Brief:
What lines of the material hold the string "Duration"? Pull each of them out.

Input material:
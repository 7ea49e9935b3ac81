//! MAST CLI Library
//!
//! Core functionality of the `mastctl` tool.
//!
//! # Public API
//!
//! The primary public API is [`client::MastClient`], which gives
//! programmatic access to a unit daemon. CLI settings are available via
//! [`config::CliConfig`] and [`config::ConfigBuilder`].
//!
//! ```no_run
//! use mastctl::client::MastClient;
//! use std::time::Duration;
//!
//! # async fn example() -> anyhow::Result<()> {
//! let client = MastClient::with_config(
//!     "http://mast01:8000".to_string(),
//!     10,  // timeout in seconds
//!     3,   // max retries
//!     Duration::from_millis(500),  // initial retry delay
//! )?;
//!
//! let status = client.power_status().await?;
//! println!("operational: {}", status.is_operational);
//! # Ok(())
//! # }
//! ```

// Internal CLI implementation - not part of public API
#[doc(hidden)]
pub mod cli;

/// HTTP client for communicating with a unit daemon.
pub mod client;

/// Configuration types for the CLI tool.
pub mod config;

// Internal formatting functions - not part of public API
#[doc(hidden)]
pub mod format;

#[cfg(test)]
pub mod test_utils;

Exercise answer:
//! use std::time::Duration;
//!     Duration::from_millis(500),  // initial retry delay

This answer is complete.